In the past few years, polychlorinated biphenyls (PCBs), a class of environmental pollutants, have been associated with metabolism dysregulation. Muscle is one of the key regulators of metabolism because of its mass and its important role in terms of glucose consumption and glucose storage. It has been shown that muscle alterations, such as oxidative stress and mitochondrial dysfunction, contribute significantly to the development of metabolic diseases. No study has yet investigated the toxicological effect of PCBs on muscle mitochondrial function and oxidative stress in vivo. The aim of this study was to assess the effect of PCB126 in vivo exposure (single dose of 1.05 μmol/kg) on muscle mitochondrial function and oxidative stress in rats. PCB126-treated rats showed a marked increase in Cyp1a1 mRNA levels in skeletal muscles in association with a 40% reduction in state 3 oxygen consumption rate measured with complex I substrates in permeabilized muscle fibers. Furthermore, PCB126 exposure altered the expression of some enzymes involved in ROS detoxification such as catalase and glutaredoxin 2. Our results highlight for the first time a toxic effect of coplanar PCBs on skeletal muscle mitochondrial function and oxidative stress. This suggests that acute PCB exposure, by affecting muscle metabolism, could contribute to the development of metabolic disorders. Studies are needed to determine if lower-level but longer-term PCB exposure exhibits the same effect.

Keywords

Polychlorinated biphenyls Oxidative phosphorylation Electron transport chain Oxidative stress Skeletal muscle metabolism 

Notes

Author contributions

Experiments were performed in Dr. Aguer’s laboratory at the Institut du Savoir Monfort - Recherche (Ottawa, ON, Canada), except for the q-PCR experiment that was performed in Dr. Atlas’s laboratory at Health Canada. Conception and design of the experiments: NC and CA; collection, assembly, analysis, and interpretation of data: CTL, LG, JFM, VP, ASN, NC, and CA; drafting the article or revising it critically for important intellectual content: CTL, LG, JFM, VP, EA, ASN, NC, and CA; approval of the final version: CTL, LG, JFM, VP, EA, ASN, NC and CA.

Funding information

This work was supported by operating funding from the Institut du Savoir Montfort - Recherche to CA, NSERC (Natural Sciences and Engineering Research Council of Canada) Discovery grants [grant numbers 2015-06263 to CA and 418312-2012 to NC], and Chemical Management Plan from Health Canada to EA. Undergraduate Research Opportunity Program (UROP) scholarship to CTL was provided by the University of Ottawa.

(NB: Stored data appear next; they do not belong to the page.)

//! Unicode destination encodings and destination selection
//!
//! Decoded text is written out as UTF-8, UTF-16 or UTF-32. The selector
//! picks whichever of the three needs the fewest bytes, with replacement
//! characters weighted so heavily that they dominate any size difference.

use std::fmt;
use std::str::FromStr;

use serde::{Serialize, Serializer};
use tracing::debug;

use crate::translator::count_replacements;
use crate::{Error, Result};

/// Cost added per replacement character when ranking destinations
pub const REPLACEMENT_PENALTY: usize = 1000;

/// Supported destination encodings
#[derive(Debug, Clone, Copy, PartialEq, Eq, Hash)]
pub enum UnicodeEncoding {
    /// UTF-8, no byte order mark
    Utf8,
    /// UTF-16 with a byte order mark, little endian
    Utf16,
    /// UTF-16LE, no byte order mark
    Utf16Le,
    /// UTF-16BE, no byte order mark
    Utf16Be,
    /// UTF-32 with a byte order mark, little endian
    Utf32,
    /// UTF-32LE, no byte order mark
    Utf32Le,
    /// UTF-32BE, no byte order mark
    Utf32Be,
}

impl UnicodeEncoding {
    /// Encodings considered by [`choose_destination`], in tie-break order
    pub const CANDIDATES: [UnicodeEncoding; 3] = [
        UnicodeEncoding::Utf8,
        UnicodeEncoding::Utf16,
        UnicodeEncoding::Utf32,
    ];

    /// Every encoding accepted as an explicit destination
    pub const ALL: [UnicodeEncoding; 7] = [
        UnicodeEncoding::Utf8,
        UnicodeEncoding::Utf16,
        UnicodeEncoding::Utf16Le,
        UnicodeEncoding::Utf16Be,
        UnicodeEncoding::Utf32,
        UnicodeEncoding::Utf32Le,
        UnicodeEncoding::Utf32Be,
    ];

    /// Canonical lowercase name, also used in output file names
    pub fn name(self) -> &'static str {
        match self {
            UnicodeEncoding::Utf8 => "utf-8",
            UnicodeEncoding::Utf16 => "utf-16",
            UnicodeEncoding::Utf16Le => "utf-16-le",
            UnicodeEncoding::Utf16Be => "utf-16-be",
            UnicodeEncoding::Utf32 => "utf-32",
            UnicodeEncoding::Utf32Le => "utf-32-le",
            UnicodeEncoding::Utf32Be => "utf-32-be",
        }
    }

    /// Uppercase label used in conversion reports, e.g. `UTF-8`
    pub fn label(self) -> String {
        self.name().to_ascii_uppercase()
    }

    /// Size of one code unit in bytes
    pub fn unit_size(self) -> usize {
        match self {
            UnicodeEncoding::Utf8 => 1,
            UnicodeEncoding::Utf16 | UnicodeEncoding::Utf16Le | UnicodeEncoding::Utf16Be => 2,
            UnicodeEncoding::Utf32 | UnicodeEncoding::Utf32Le | UnicodeEncoding::Utf32Be => 4,
        }
    }

    /// Byte order mark written ahead of the text, if any
    pub fn bom(self) -> Option<&'static [u8]> {
        match self {
            UnicodeEncoding::Utf16 => Some(&[0xFF, 0xFE]),
            UnicodeEncoding::Utf32 => Some(&[0xFF, 0xFE, 0x00, 0x00]),
            _ => None,
        }
    }

    /// Encode text, including the byte order mark
    pub fn encode(self, text: &str) -> Vec<u8> {
        let mut output = Vec::with_capacity(self.encoded_len(text));
        if let Some(bom) = self.bom() {
            output.extend_from_slice(bom);
        }

        match self {
            UnicodeEncoding::Utf8 => output.extend_from_slice(text.as_bytes()),
            UnicodeEncoding::Utf16 | UnicodeEncoding::Utf16Le => {
                for unit in text.encode_utf16() {
                    output.extend_from_slice(&unit.to_le_bytes());
                }
            }
            UnicodeEncoding::Utf16Be => {
                for unit in text.encode_utf16() {
                    output.extend_from_slice(&unit.to_be_bytes());
                }
            }
            UnicodeEncoding::Utf32 | UnicodeEncoding::Utf32Le => {
                for ch in text.chars() {
                    output.extend_from_slice(&u32::from(ch).to_le_bytes());
                }
            }
            UnicodeEncoding::Utf32Be => {
                for ch in text.chars() {
                    output.extend_from_slice(&u32::from(ch).to_be_bytes());
                }
            }
        }

        output
    }

    /// Length of `encode(text)` without encoding
    pub fn encoded_len(self, text: &str) -> usize {
        let bom = self.bom().map_or(0, <[u8]>::len);
        let body = match self.unit_size() {
            1 => text.len(),
            2 => text.encode_utf16().count() * 2,
            _ => text.chars().count() * 4,
        };
        bom + body
    }

    /// Selection cost of writing `text` in this encoding
    ///
    /// Every Unicode form represents every character, so the only
    /// replacement characters in the output are those already in the text.
    pub fn cost(self, text: &str) -> usize {
        self.encoded_len(text) + count_replacements(text) * REPLACEMENT_PENALTY
    }
}

impl fmt::Display for UnicodeEncoding {
    fn fmt(&self, f: &mut fmt::Formatter<'_>) -> fmt::Result {
        f.write_str(self.name())
    }
}

impl FromStr for UnicodeEncoding {
    type Err = Error;

    fn from_str(s: &str) -> Result<Self> {
        let normalized: String = s
            .trim()
            .chars()
            .filter(|c| !matches!(c, '-' | '_'))
            .collect::<String>()
            .to_ascii_lowercase();

        let encoding = match normalized.as_str() {
            "utf8" => UnicodeEncoding::Utf8,
            "utf16" => UnicodeEncoding::Utf16,
            "utf16le" => UnicodeEncoding::Utf16Le,
            "utf16be" => UnicodeEncoding::Utf16Be,
            "utf32" => UnicodeEncoding::Utf32,
            "utf32le" => UnicodeEncoding::Utf32Le,
            "utf32be" => UnicodeEncoding::Utf32Be,
            _ => return Err(Error::unsupported(s)),
        };

        Ok(encoding)
    }
}

impl Serialize for UnicodeEncoding {
    fn serialize<S: Serializer>(&self, serializer: S) -> std::result::Result<S::Ok, S::Error> {
        serializer.serialize_str(self.name())
    }
}

/// Pick the destination encoding for `text` among [`UnicodeEncoding::CANDIDATES`]
pub fn choose_destination(text: &str) -> UnicodeEncoding {
    choose_destination_among(text, &UnicodeEncoding::CANDIDATES)
}

/// Pick the cheapest encoding among `candidates`, earliest wins ties
///
/// Falls back to UTF-8 when `candidates` is empty.
pub fn choose_destination_among(text: &str, candidates: &[UnicodeEncoding]) -> UnicodeEncoding {
    let mut best: Option<(UnicodeEncoding, usize)> = None;

    for &encoding in candidates {
        let cost = encoding.cost(text);
        debug!(encoding = %encoding, cost, "scored destination");

        if best.is_none_or(|(_, best_cost)| cost < best_cost) {
            best = Some((encoding, cost));
        }
    }

    best.map_or(UnicodeEncoding::Utf8, |(encoding, _)| encoding)
}

#[cfg(test)]
mod tests {
    use super::*;

    #[test]
    fn test_ascii_text_prefers_utf8() {
        assert_eq!(choose_destination("ABC 123"), UnicodeEncoding::Utf8);
        assert_eq!(choose_destination(""), UnicodeEncoding::Utf8);
        assert_eq!(
            choose_destination(&"ABC 123".repeat(10_000)),
            UnicodeEncoding::Utf8
        );
    }

    #[test]
    fn test_cjk_text_prefers_utf16() {
        // three bytes per character in UTF-8, two in UTF-16
        let text = "漢字".repeat(100);
        assert_eq!(choose_destination(&text), UnicodeEncoding::Utf16);
    }

    #[test]
    fn test_replacement_penalty_applies_to_every_candidate() {
        let text = "AB\u{FFFD}";
        assert_eq!(UnicodeEncoding::Utf8.cost(text), 5 + REPLACEMENT_PENALTY);
        assert_eq!(UnicodeEncoding::Utf16.cost(text), 8 + REPLACEMENT_PENALTY);
        assert_eq!(UnicodeEncoding::Utf32.cost(text), 16 + REPLACEMENT_PENALTY);
        assert_eq!(choose_destination(text), UnicodeEncoding::Utf8);
    }

    #[test]
    fn test_empty_candidate_list_defaults_to_utf8() {
        assert_eq!(choose_destination_among("漢字", &[]), UnicodeEncoding::Utf8);
    }

    #[test]
    fn test_tie_keeps_earliest_candidate() {
        // 2 CJK chars: UTF-8 = 6 bytes, UTF-16LE = 4 bytes, UTF-16BE = 4 bytes
        let text = "漢字";
        let order = [UnicodeEncoding::Utf16Be, UnicodeEncoding::Utf16Le];
        assert_eq!(choose_destination_among(text, &order), UnicodeEncoding::Utf16Be);

        let order = [UnicodeEncoding::Utf16Le, UnicodeEncoding::Utf16Be];
        assert_eq!(choose_destination_among(text, &order), UnicodeEncoding::Utf16Le);
    }

    #[test]
    fn test_encoding_with_bom() {
        assert_eq!(UnicodeEncoding::Utf16.encode("Hi"), vec![0xFF, 0xFE, 0x48, 0x00, 0x69, 0x00]);
        assert_eq!(UnicodeEncoding::Utf16Be.encode("Hi"), vec![0x00, 0x48, 0x00, 0x69]);
        assert_eq!(
            UnicodeEncoding::Utf32.encode("A"),
            vec![0xFF, 0xFE, 0x00, 0x00, 0x41, 0x00, 0x00, 0x00]
        );
        assert_eq!(UnicodeEncoding::Utf32Be.encode("A"), vec![0x00, 0x00, 0x00, 0x41]);
        assert_eq!(UnicodeEncoding::Utf8.encode("é"), "é".as_bytes());
    }

    #[test]
    fn test_encoded_len_matches_encode() {
        let text = "Grüße, 漢字 and 🌍 \u{FFFD}";
        for encoding in UnicodeEncoding::ALL {
            assert_eq!(
                encoding.encoded_len(text),
                encoding.encode(text).len(),
                "{encoding}"
            );
        }
    }

    #[test]
    fn test_parse_names() {
        assert_eq!("UTF-8".parse::<UnicodeEncoding>().unwrap(), UnicodeEncoding::Utf8);
        assert_eq!("utf8".parse::<UnicodeEncoding>().unwrap(), UnicodeEncoding::Utf8);
        assert_eq!("utf-16le".parse::<UnicodeEncoding>().unwrap(), UnicodeEncoding::Utf16Le);
        assert_eq!("UTF_32_BE".parse::<UnicodeEncoding>().unwrap(), UnicodeEncoding::Utf32Be);
        for encoding in UnicodeEncoding::ALL {
            assert_eq!(encoding.name().parse::<UnicodeEncoding>().unwrap(), encoding);
        }
        assert!(matches!(
            "latin-1".parse::<UnicodeEncoding>(),
            Err(Error::UnsupportedEncoding { .. })
        ));
    }

    #[test]
    fn test_labels() {
        assert_eq!(UnicodeEncoding::Utf8.label(), "UTF-8");
        assert_eq!(UnicodeEncoding::Utf32Le.label(), "UTF-32-LE");
    }
}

Compliance with ethical standards

The protocol was approved by the Animal Care Committee of the University of Ottawa (ME-2230) and performed in compliance with the Canadian council on Animal Care guidelines.

Conflict of interest

The authors declare that they have no competing interests.

Supplementary material

11356_2018_3738_MOESM1_ESM.xlsx (21 kb)
Figure S1 Raw data of oxygen consumption rate measured on permeabilized red gastrocnemius fibers (XLSX 21 kb)
11356_2018_3738_MOESM2_ESM.xlsx (36 kb)
Figure S2 Citrate synthase activity measured in soleus muscle. Rats were exposed to PCB126 or the vehicle (control) for a week by a single injection. Mean ±SD (XLSX 35 kb)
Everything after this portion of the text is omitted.